What is the temp right now? Cooler temps will take a lot longer to get going if they start at all.


----------



## GerryCo1 (Sep 28, 2010)

Thanks Robie

Will wait 24 hours plus.

what may I ask is Kmeta?


----------



## GerryCo1 (Sep 28, 2010)

sg1090 on the red
sg 1080 on the white
(adjusted by sugar syrup as per the recipe....... ?

Will wait in anticipation.... Thanks for the advice.


----------



## GerryCo1 (Sep 28, 2010)

they are both at room temp - which here in the Uk is about 20C. Thanks.


----------



## mmadmikes1 (Sep 28, 2010)

Temps good, it just may be taking its dear sweet time. It nothing is happening in 24 more hours then do a second yeast. This time rehydrate it in a warm solution of water and sugar. About 250 mL of water and 4 mL of sugar. Also add a little bit of the grape juice.To much wont hurt so don't worry to much about amount, just guess. Let it set for 2 hours to 24.


----------



## winemaker_3352 (Sep 28, 2010)

GerryCo1 said:


> they are both at room temp - which here in the Uk is about 20C. Thanks.



Temps look good - might just take a bit longer to get going as mmadmikes1 stated.

K-Meta = Potassium Metabisulfite - or AKA sulfites.


----------



## robie (Sep 28, 2010)

GerryCo1 said:


> what may I ask is Kmeta?



potassium meta bi-sulfate or sodium meta bi-sulfate - added before fermentation to kill naturally occurring yeast. Had you done this, if you had added too much, it could have affected the start of your pitched yeast.

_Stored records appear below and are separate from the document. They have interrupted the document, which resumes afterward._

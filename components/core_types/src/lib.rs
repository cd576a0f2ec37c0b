//! Error and source-location types shared by the script engine and the
//! module harness.
//!
//! # Overview
//!
//! - [`JsError`] - Script errors with stack traces
//! - [`ErrorKind`] - Types of script errors
//! - [`SourcePosition`] - Source code location
//! - [`StackFrame`] - Call stack frame information
//! - [`ensure_sufficient_stack`] - Stack growth for deep recursion
//!
//! # Examples
//!
//! ```
//! use core_types::{ErrorKind, JsError};
//!
//! let error = JsError::new(ErrorKind::ReferenceError, "test is not defined");
//! assert_eq!(error.to_string(), "ReferenceError: test is not defined");
//! ```

#![warn(missing_docs)]
#![warn(clippy::all)]
#![deny(unsafe_code)]

mod error;
mod source;
mod stack;

pub use error::{ErrorKind, JsError};
pub use source::{SourcePosition, StackFrame};
pub use stack::ensure_sufficient_stack;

If you can, try to get the temperature up a little more to maybe 23 C. You can back off to room temperature once fermentation starts. If you can't raise the temperature, don't worry, fermentation should start anyway.

I think some wine making instructions say to wait up to 72 hours for fermentation to start. Since you know your starting SG, check if it has gone down. It's possible early on to have a falling SG, but no visible sign of fermentation.

I get nervous waiting for a fermentation to start, so instead of pitching yeast on top of the must, I always create a yeast starter. With the yeast starter, fermentation almost always gets well underway within 8 hours. The starter is stirred in, rather than being pitched on top.

Good luck.


----------



## JasonH (Sep 28, 2010)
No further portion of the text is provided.